## PROMPT
Print exactly the lines starting at the one that contains "use crate::cli::SummarizeArgs;" and ending at the last line of the listing below.

## DATA RECORDS
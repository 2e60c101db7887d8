use anyhow::{Context, Result};
use chrono::Utc;
use tracing::info;

use crate::cli::SummarizeArgs;
use crate::commands::context::{SURVEY_RANGE, build_catalog, build_validator, load_rows};
use crate::model::{MANIFEST_VERSION, SummaryManifest};
use crate::report::summarize;
use crate::survey::bucketize;
use crate::util::{now_utc_string, utc_compact_string, write_json_pretty};
use crate::valence::ValenceAggregator;

pub fn run(args: SummarizeArgs) -> Result<()> {
    let started_ts = Utc::now();
    let run_id = format!("run-{}", utc_compact_string(started_ts));

    let snapshot = load_rows(&args.sheet, SURVEY_RANGE)?;
    let bucket = bucketize(&snapshot.rows).context("failed to group survey rows by year")?;

    let catalog = build_catalog(&args.catalog)?;
    let validator = build_validator(&args.catalog);
    let aggregator = ValenceAggregator::new(&catalog, &validator);

    info!(run_id = %run_id, links = bucket.link_count(), "scoring survey playlists");
    let report = summarize(&bucket, &aggregator).context("failed to score survey playlists")?;

    for (year, mean) in &report.per_year_mean {
        info!(year = %year, mean = ?mean, "year happiness");
    }

    let manifest = SummaryManifest {
        manifest_version: MANIFEST_VERSION,
        run_id,
        generated_at: now_utc_string(),
        source: snapshot.source,
        link_count: bucket.link_count(),
        report,
    };

    let output_path = args.output.unwrap_or_else(|| {
        args.cache_root
            .join("reports")
            .join(format!("summary_{}.json", utc_compact_string(started_ts)))
    });
    write_json_pretty(&output_path, &manifest)?;
    info!(path = %output_path.display(), "wrote summary report");

    Ok(())
}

## WRITTEN SOLUTION
use crate::cli::SummarizeArgs;
use crate::commands::context::{SURVEY_RANGE, build_catalog, build_validator, load_rows};
use crate::model::{MANIFEST_VERSION, SummaryManifest};
use crate::report::summarize;
use crate::survey::bucketize;
use crate::util::{now_utc_string, utc_compact_string, write_json_pretty};
use crate::valence::ValenceAggregator;

pub fn run(args: SummarizeArgs) -> Result<()> {
    let started_ts = Utc::now();
    let run_id = format!("run-{}", utc_compact_string(started_ts));

    let snapshot = load_rows(&args.sheet, SURVEY_RANGE)?;
    let bucket = bucketize(&snapshot.rows).context("failed to group survey rows by year")?;

    let catalog = build_catalog(&args.catalog)?;
    let validator = build_validator(&args.catalog);
    let aggregator = ValenceAggregator::new(&catalog, &validator);

    info!(run_id = %run_id, links = bucket.link_count(), "scoring survey playlists");
    let report = summarize(&bucket, &aggregator).context("failed to score survey playlists")?;

    for (year, mean) in &report.per_year_mean {
        info!(year = %year, mean = ?mean, "year happiness");
    }

    let manifest = SummaryManifest {
        manifest_version: MANIFEST_VERSION,
        run_id,
        generated_at: now_utc_string(),
        source: snapshot.source,
        link_count: bucket.link_count(),
        report,
    };

    let output_path = args.output.unwrap_or_else(|| {
        args.cache_root
            .join("reports")
            .join(format!("summary_{}.json", utc_compact_string(started_ts)))
    });
    write_json_pretty(&output_path, &manifest)?;
    info!(path = %output_path.display(), "wrote summary report");

    Ok(())
}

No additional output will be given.